Più tardi, agli inizi dell’Ottocento, si affermò anche nella cultura “alta” e, a differenza del mais, andò ad
occupare uno spazio culturale fino ad allora sconosciuto.8
Pomodoro
Questa pianta a differenza del mais, dei fagioli e di altre piante non si manifestava come un carattere generale
nell’alimentazione degli indios; era originario delle Ande, ma fu addomesticato in Messico. Fu introdotto in
Europa nel 1523 e arrivò in Inghilterra solo alla fine dei XVI secolo dove venne impiegato esclusivamente
come pianta ornamentale. I primi esperimenti di utilizzazione dei pomodoro come cibo avvennero in Spagna e
da qui l'uso alimentare fu portato a Napoli e in Francia, ma in generale la sua affermazione fu lenta, rimanendo
una coltura marginale. Le salse di pomodoro, ad esempio, arriveranno solo intorno al 1830. Queste difficoltà
iniziali si spiegano soprattutto per la mancanza di attrattive alimentari del prodotto; anche qui occorre ricordare
la sua appartenenza ad una categoria di piante pericolose che deve aver condizionato il destino alimentare di
questa novità americana. Insomma il pomodoro fu quello che ebbe maggiori difficoltà di diffusione e solo verso
la metà dei XIX secolo divenne un alimento di largo consumo.

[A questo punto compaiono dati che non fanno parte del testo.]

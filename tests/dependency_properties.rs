//! Property-based tests for dependency-driven invalidation
//!
//! These tests verify that:
//! - A chain reports a change exactly when one of its children does
//! - Dependencies persisted in an envelope are re-checked on read without
//!   being supplied again
//! - File and directory dependencies observe real file system changes

use std::{fs, sync::Arc, time::{Duration, SystemTime}};

use freshcache::{
    CacheBuilder, Dependency, DependencyContext, MemoryStore, SharedGlobalState,
};
use proptest::prelude::*;
use serde_json::json;
use tempfile::TempDir;

proptest! {
    /// Property: Chained{children} changes iff at least one child changed
    #[test]
    fn prop_chain_is_logical_or(
        initial in prop::collection::vec(any::<u8>(), 0..6),
        mutate in prop::collection::vec(any::<bool>(), 6),
    ) {
        let state = Arc::new(SharedGlobalState::new());
        for (i, value) in initial.iter().enumerate() {
            state.set_state(format!("slot{}", i), json!(value));
        }
        let ctx = DependencyContext::new().with_global_state(state.clone());

        let children = (0..initial.len())
            .map(|i| Dependency::global_state(format!("slot{}", i)))
            .collect();
        let mut chain = Dependency::chain(children);
        chain.evaluate(&ctx).unwrap();
        prop_assert!(!chain.has_changed(&ctx).unwrap());

        let mut any_changed = false;
        for (i, value) in initial.iter().enumerate() {
            if mutate[i] {
                state.set_state(format!("slot{}", i), json!(u16::from(*value) + 1));
                any_changed = true;
            }
        }

        prop_assert_eq!(chain.has_changed(&ctx).unwrap(), any_changed);
    }

    /// Property: a read needs no dependency argument; the envelope carries it
    #[test]
    fn prop_persisted_dependency_is_rechecked(
        version in 0u32..1000,
        bump in 1u32..1000,
        value in "[a-z]{1,16}",
    ) {
        let state = Arc::new(SharedGlobalState::new());
        state.set_state("schema", json!(version));
        let cache = CacheBuilder::new()
            .store(Arc::new(MemoryStore::new()))
            .key_prefix("deps")
            .context(DependencyContext::new().with_global_state(state.clone()))
            .build()
            .unwrap();

        let dependency = Dependency::chain(vec![
            Dependency::global_state("schema"),
            Dependency::global_state("unrelated"),
        ]);
        prop_assert!(cache.set("entry", &value, Some(0), Some(dependency)).unwrap());
        prop_assert_eq!(cache.get::<String>("entry").unwrap(), Some(value));

        state.set_state("schema", json!(version + bump));
        prop_assert_eq!(cache.get::<String>("entry").unwrap(), None);
    }
}

fn touch(path: &std::path::Path, offset_secs: u64) {
    let file = fs::OpenOptions::new().write(true).open(path).unwrap();
    file.set_modified(SystemTime::UNIX_EPOCH + Duration::from_secs(1_600_000_000 + offset_secs))
        .unwrap();
}

#[test]
fn test_file_dependency_invalidates_on_touch() {
    let temp_dir = TempDir::new().unwrap();
    let config = temp_dir.path().join("settings.toml");
    fs::write(&config, "debug = false").unwrap();
    touch(&config, 0);

    let cache = CacheBuilder::new()
        .store(Arc::new(MemoryStore::new()))
        .key_prefix("files")
        .build()
        .unwrap();

    cache
        .set("parsed", &json!({"debug": false}), None, Some(Dependency::file(&config)))
        .unwrap();
    assert!(cache.contains("parsed").unwrap());

    touch(&config, 60);
    assert!(!cache.contains("parsed").unwrap());
    assert_eq!(cache.stats().invalidations, 1);
}

#[test]
fn test_directory_dependency_sees_new_matching_files_only() {
    let temp_dir = TempDir::new().unwrap();
    let templates = temp_dir.path().join("templates");
    fs::create_dir_all(templates.join("partials")).unwrap();
    fs::write(templates.join("index.html"), "<html>").unwrap();

    let cache = CacheBuilder::new()
        .store(Arc::new(MemoryStore::new()))
        .key_prefix("dirs")
        .build()
        .unwrap();
    let dependency = Dependency::directory_with(&templates, -1, Some(r"\.html$"));

    cache.set("rendered", "page", None, Some(dependency)).unwrap();

    fs::write(templates.join("partials").join("notes.txt"), "ignored").unwrap();
    assert_eq!(cache.get::<String>("rendered").unwrap(), Some("page".to_string()));

    fs::write(templates.join("partials").join("nav.html"), "<nav>").unwrap();
    assert_eq!(cache.get::<String>("rendered").unwrap(), None);
}

#[test]
fn test_unregistered_expression_is_a_configuration_error() {
    let cache = CacheBuilder::new()
        .store(Arc::new(MemoryStore::new()))
        .key_prefix("expressions")
        .context(DependencyContext::new().with_expression("build", || json!("1.2.3")))
        .build()
        .unwrap();

    assert!(cache
        .set("ok", "v", None, Some(Dependency::expression("build")))
        .unwrap());
    let err = cache
        .set("bad", "v", None, Some(Dependency::expression("missing")))
        .unwrap_err();
    assert!(err.is_configuration());
}
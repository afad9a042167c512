//! Backend failures and their mapping onto the core error taxonomy

use freshcache::CacheError;
use thiserror::Error;

/// Errors raised by the reference backends
#[derive(Error, Debug)]
pub enum BackendError {
    /// A store was configured with missing or invalid options
    #[error("Invalid backend configuration: {0}")]
    InvalidConfig(String),

    #[error("IO error: {0}")]
    Io(#[from] std::io::Error),

    #[cfg(feature = "sqlite")]
    #[error("Database error: {0}")]
    Database(#[from] rusqlite::Error),

    #[cfg(feature = "redis")]
    #[error("Redis error: {0}")]
    Redis(#[from] redis::RedisError),

    #[error("Lock acquisition failed")]
    LockPoisoned,

    #[error("Backend {0} was not compiled into this build")]
    Unavailable(&'static str),
}

pub type BackendResult<T> = std::result::Result<T, BackendError>;

impl From<BackendError> for CacheError {
    fn from(err: BackendError) -> Self {
        match err {
            BackendError::InvalidConfig(message) => CacheError::configuration(message),
            BackendError::Unavailable(backend) => {
                CacheError::configuration(format!("backend {} is not available", backend))
            }
            BackendError::Io(e) => CacheError::Io(e),
            BackendError::LockPoisoned => CacheError::LockError,
            #[allow(unreachable_patterns)]
            other => CacheError::store(other.to_string()),
        }
    }
}
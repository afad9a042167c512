//! Facade configuration and a format-agnostic file loader

use std::path::Path;

use serde::{de::DeserializeOwned, Deserialize, Serialize};

use crate::{
    envelope::EnvelopeCodec,
    keyspace::{instance_id, KeySpace},
    CacheError, Result,
};

/// Cache configuration
#[derive(Debug, Clone, PartialEq, Eq, Serialize, Deserialize)]
#[serde(default)]
pub struct CacheConfig {
    /// Namespace seed for physical keys; defaults to the application instance id
    pub key_prefix: Option<String>,
    /// TTL in seconds applied when a write does not pass one; 0 = never expire
    pub default_ttl: u64,
    /// Deflate envelopes whose JSON exceeds this many bytes
    pub compression_threshold: Option<usize>,
    /// Enable metrics collection
    pub enable_metrics: bool,
}

impl Default for CacheConfig {
    fn default() -> Self {
        Self {
            key_prefix: None,
            default_ttl: 0,
            compression_threshold: None,
            enable_metrics: true,
        }
    }
}

impl CacheConfig {
    pub fn key_space(&self) -> KeySpace {
        KeySpace::new(self.key_prefix.clone().unwrap_or_else(instance_id))
    }

    pub fn codec(&self) -> EnvelopeCodec {
        match self.compression_threshold {
            Some(threshold) => EnvelopeCodec::with_compression_threshold(threshold),
            None => EnvelopeCodec::new(),
        }
    }
}

/// Supported configuration file formats
#[derive(Debug, Clone, Copy, PartialEq, Eq)]
pub enum ConfigFormat {
    Yaml,
    Toml,
    Json,
}

impl ConfigFormat {
    pub fn from_extension(extension: &str) -> Option<Self> {
        match extension.to_ascii_lowercase().as_str() {
            "yaml" | "yml" => Some(Self::Yaml),
            "toml" => Some(Self::Toml),
            "json" => Some(Self::Json),
            _ => None,
        }
    }
}

/// Parse configuration text in the given format
pub fn load_from_str<T: DeserializeOwned>(content: &str, format: ConfigFormat) -> Result<T> {
    let parsed = match format {
        ConfigFormat::Yaml => serde_yaml::from_str(content).map_err(|e| e.to_string()),
        ConfigFormat::Toml => toml::from_str(content).map_err(|e| e.to_string()),
        ConfigFormat::Json => serde_json::from_str(content).map_err(|e| e.to_string()),
    };
    parsed.map_err(|message| {
        CacheError::configuration(format!("failed to parse {:?} configuration: {}", format, message))
    })
}

/// Load configuration from a file, picking the format from its extension
pub fn load_from_file<T: DeserializeOwned>(path: impl AsRef<Path>) -> Result<T> {
    let path = path.as_ref();
    let format = path
        .extension()
        .and_then(|ext| ext.to_str())
        .and_then(ConfigFormat::from_extension)
        .ok_or_else(|| {
            CacheError::configuration(format!(
                "unsupported configuration file format: {}",
                path.display()
            ))
        })?;
    let content = std::fs::read_to_string(path).map_err(|e| {
        CacheError::configuration(format!("failed to read {}: {}", path.display(), e))
    })?;
    load_from_str(&content, format)
}
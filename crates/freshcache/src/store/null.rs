//! Store that keeps nothing
//!
//! Useful to switch caching off without touching call sites: every write
//! reports success and every read misses.

use super::CacheStore;
use crate::{keyspace::PhysicalKey, Result};

#[derive(Debug, Clone, Copy, Default)]
pub struct NullStore;

impl CacheStore for NullStore {
    fn get_raw(&self, _key: &PhysicalKey) -> Result<Option<Vec<u8>>> {
        Ok(None)
    }

    fn set_raw(&self, _key: &PhysicalKey, _payload: &[u8], _ttl_secs: u64) -> Result<bool> {
        Ok(true)
    }

    fn add_raw(&self, _key: &PhysicalKey, _payload: &[u8], _ttl_secs: u64) -> Result<bool> {
        Ok(true)
    }

    fn delete_raw(&self, _key: &PhysicalKey) -> Result<bool> {
        Ok(true)
    }

    fn flush_raw(&self) -> Result<bool> {
        Ok(true)
    }
}
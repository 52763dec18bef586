use std::time::Duration;

use crate::error::{QueueError, QueueResult};

/// Configuration for a queue engine
///
/// Validated once at engine construction; invalid values are fatal there and
/// can never occur mid-run.
#[derive(Debug, Clone)]
pub struct QueueConfig {
    /// Queue name, carried on every emitted event
    pub name: String,
    /// Maximum number of concurrently executing jobs
    pub max_concurrency: usize,
    /// Default retry budget for jobs that do not override it
    pub max_retries: u32,
    /// Base delay for exponential retry backoff
    pub retry_delay_base: Duration,
    /// Upper bound on a single retry delay
    pub max_retry_delay: Duration,
    /// Per-execution timeout; `None` lets jobs run unbounded
    pub processing_timeout: Option<Duration>,
    /// Route permanently failed jobs to the dead-letter list
    pub enable_dead_letter_queue: bool,
    /// Token-bucket admission rate; `None` disables rate limiting
    pub rate_limit_per_second: Option<f64>,
    /// How often the dispatch tick runs
    pub dispatch_interval: Duration,
    /// How often due retries are promoted back to pending
    pub retry_scan_interval: Duration,
    /// How long shutdown waits for active jobs to drain
    pub shutdown_timeout: Duration,
    /// Capacity of the broadcast event channel
    pub event_buffer: usize,
}

impl Default for QueueConfig {
    fn default() -> Self {
        Self {
            name: "default".to_string(),
            max_concurrency: 5,
            max_retries: 3,
            retry_delay_base: Duration::from_millis(1000),
            max_retry_delay: Duration::from_millis(30_000),
            processing_timeout: None,
            enable_dead_letter_queue: true,
            rate_limit_per_second: None,
            dispatch_interval: Duration::from_millis(100),
            retry_scan_interval: Duration::from_millis(1000),
            shutdown_timeout: Duration::from_millis(30_000),
            event_buffer: 1024,
        }
    }
}

impl QueueConfig {
    /// Create a configuration with the given queue name
    pub fn new(name: impl Into<String>) -> Self {
        Self {
            name: name.into(),
            ..Default::default()
        }
    }

    /// Set the maximum number of concurrent executions
    pub fn with_max_concurrency(mut self, max_concurrency: usize) -> Self {
        self.max_concurrency = max_concurrency;
        self
    }

    /// Set the default retry budget
    pub fn with_max_retries(mut self, max_retries: u32) -> Self {
        self.max_retries = max_retries;
        self
    }

    /// Set the base retry delay
    pub fn with_retry_delay_base(mut self, base: Duration) -> Self {
        self.retry_delay_base = base;
        self
    }

    /// Set the retry delay cap
    pub fn with_max_retry_delay(mut self, max: Duration) -> Self {
        self.max_retry_delay = max;
        self
    }

    /// Set the per-execution timeout
    pub fn with_processing_timeout(mut self, timeout: Duration) -> Self {
        self.processing_timeout = Some(timeout);
        self
    }

    /// Enable or disable dead-letter routing
    pub fn with_dead_letter_queue(mut self, enabled: bool) -> Self {
        self.enable_dead_letter_queue = enabled;
        self
    }

    /// Set the token-bucket admission rate
    pub fn with_rate_limit_per_second(mut self, rate: f64) -> Self {
        self.rate_limit_per_second = Some(rate);
        self
    }

    /// Set the dispatch tick interval
    pub fn with_dispatch_interval(mut self, interval: Duration) -> Self {
        self.dispatch_interval = interval;
        self
    }

    /// Set the retry promotion scan interval
    pub fn with_retry_scan_interval(mut self, interval: Duration) -> Self {
        self.retry_scan_interval = interval;
        self
    }

    /// Set the shutdown drain timeout
    pub fn with_shutdown_timeout(mut self, timeout: Duration) -> Self {
        self.shutdown_timeout = timeout;
        self
    }

    /// Validate the configuration
    pub fn validate(&self) -> QueueResult<()> {
        if self.name.is_empty() {
            return Err(QueueError::InvalidConfig("queue name is empty".into()));
        }
        if self.max_concurrency == 0 {
            return Err(QueueError::InvalidConfig(
                "max_concurrency must be at least 1".into(),
            ));
        }
        if self.retry_delay_base.is_zero() {
            return Err(QueueError::InvalidConfig(
                "retry_delay_base must be positive".into(),
            ));
        }
        if self.max_retry_delay < self.retry_delay_base {
            return Err(QueueError::InvalidConfig(
                "max_retry_delay must not be below retry_delay_base".into(),
            ));
        }
        if let Some(rate) = self.rate_limit_per_second {
            if !rate.is_finite() || rate <= 0.0 {
                return Err(QueueError::InvalidConfig(
                    "rate_limit_per_second must be positive".into(),
                ));
            }
        }
        if let Some(timeout) = self.processing_timeout {
            if timeout.is_zero() {
                return Err(QueueError::InvalidConfig(
                    "processing_timeout must be positive".into(),
                ));
            }
        }
        if self.dispatch_interval.is_zero() || self.retry_scan_interval.is_zero() {
            return Err(QueueError::InvalidConfig(
                "timer intervals must be positive".into(),
            ));
        }
        if self.event_buffer == 0 {
            return Err(QueueError::InvalidConfig(
                "event_buffer must be at least 1".into(),
            ));
        }
        Ok(())
    }
}
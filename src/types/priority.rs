use serde::{Deserialize, Serialize};

/// Job priority for queue ordering (higher values dispatch first)
///
/// Wraps a signed integer so callers can express arbitrary orderings;
/// negative values are valid and indicate lower-than-normal priority.
#[derive(
    Debug, Clone, Copy, Default, PartialEq, Eq, PartialOrd, Ord, Hash, Serialize, Deserialize,
)]
pub struct JobPriority(pub i32);

// Dispatch ordering: pending entries sort by (priority descending, arrival
// ascending) - higher priority first, FIFO within the same priority.

impl JobPriority {
    /// Low priority jobs (processed last)
    pub const LOW: Self = Self(-10);

    /// Normal priority jobs (default)
    pub const NORMAL: Self = Self(0);

    /// High priority jobs (processed first)
    pub const HIGH: Self = Self(10);

    /// Critical priority jobs (processed before everything else)
    pub const CRITICAL: Self = Self(100);

    /// Create a priority from a raw value
    pub const fn new(value: i32) -> Self {
        Self(value)
    }

    /// Get the numeric value for ordering
    pub const fn value(self) -> i32 {
        self.0
    }

    /// Get a human-readable name for the named levels
    pub fn name(self) -> &'static str {
        match self {
            Self::LOW => "low",
            Self::NORMAL => "normal",
            Self::HIGH => "high",
            Self::CRITICAL => "critical",
            _ => "custom",
        }
    }
}

impl From<i32> for JobPriority {
    fn from(value: i32) -> Self {
        Self(value)
    }
}

impl std::fmt::Display for JobPriority {
    fn fmt(&self, f: &mut std::fmt::Formatter<'_>) -> std::fmt::Result {
        write!(f, "{}", self.0)
    }
}

impl std::str::FromStr for JobPriority {
    type Err = String;

    fn from_str(s: &str) -> Result<Self, Self::Err> {
        match s.to_lowercase().as_str() {
            "low" => Ok(Self::LOW),
            "normal" => Ok(Self::NORMAL),
            "high" => Ok(Self::HIGH),
            "critical" => Ok(Self::CRITICAL),
            other => other
                .parse::<i32>()
                .map(Self)
                .map_err(|_| format!("Invalid priority: {}", s)),
        }
    }
}
use std::collections::VecDeque;

use crate::types::{JobId, JobPriority};

/// Ordered pending list: higher priority first, FIFO within a priority
///
/// Insertion places an entry after all existing entries with priority
/// greater than or equal to its own and before all entries with lower
/// priority. The engine guarantees each job enters at most once per pending
/// episode, so no duplicate detection happens here.
#[derive(Debug, Default)]
pub struct PendingQueue {
    entries: VecDeque<PendingEntry>,
}

#[derive(Debug, Clone)]
struct PendingEntry {
    job_id: JobId,
    priority: JobPriority,
}

impl PendingQueue {
    /// Create an empty pending queue
    pub fn new() -> Self {
        Self::default()
    }

    /// Insert a job in priority order
    pub fn insert(&mut self, job_id: JobId, priority: JobPriority) {
        let pos = self
            .entries
            .iter()
            .position(|entry| entry.priority < priority)
            .unwrap_or(self.entries.len());
        self.entries.insert(pos, PendingEntry { job_id, priority });
    }

    /// Remove and return the highest-priority entry
    pub fn pop_highest(&mut self) -> Option<JobId> {
        self.entries.pop_front().map(|entry| entry.job_id)
    }

    /// Remove a specific job, returning whether it was present
    pub fn remove(&mut self, job_id: &JobId) -> bool {
        match self.entries.iter().position(|entry| &entry.job_id == job_id) {
            Some(pos) => {
                self.entries.remove(pos);
                true
            }
            None => false,
        }
    }

    /// Whether a job is currently queued
    pub fn contains(&self, job_id: &JobId) -> bool {
        self.entries.iter().any(|entry| &entry.job_id == job_id)
    }

    /// Number of queued entries
    pub fn len(&self) -> usize {
        self.entries.len()
    }

    /// Whether the queue is empty
    pub fn is_empty(&self) -> bool {
        self.entries.is_empty()
    }
}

La descrizione dei singoli alimenti importati dalle Americhe potrebbe continuare a lungo, ma quelli appena
descritti offrono da soli un quadro sufficientemente esauriente per capire quali condizionamenti e quali
cambiamenti si siano creati nell’alimentazione degli europei a partire dalla loro introduzione. Il dato più
significativo, forse, che ne emerge è che la trasformazione dei modelli alimentari e il modo di accostarsi al cibo
andava di pari passo con la profonda trasformazione della società e dei modelli del vivere collettivo e solo nel
XVIII sec il processo di acquisizione dei nuovi prodotti nella cultura e nelle tavole degli europei può dirsi
generalmente concluso.
7
In Spagna l’accettazione e il successo di queste piante conosce in generale tempi più brevi, infatti i colonizzatori
avevano avuto accesso a tutta una serie di esperienze e testimonianze dirette e disponevano di informazioni in grado di
stabilire un ponte con una natura così diversa.
8
Cfr. M. Montanari, La fame e l’abbondanza. Storia dell’alimentazione in Europa, Bari 1993, pp. 166-175.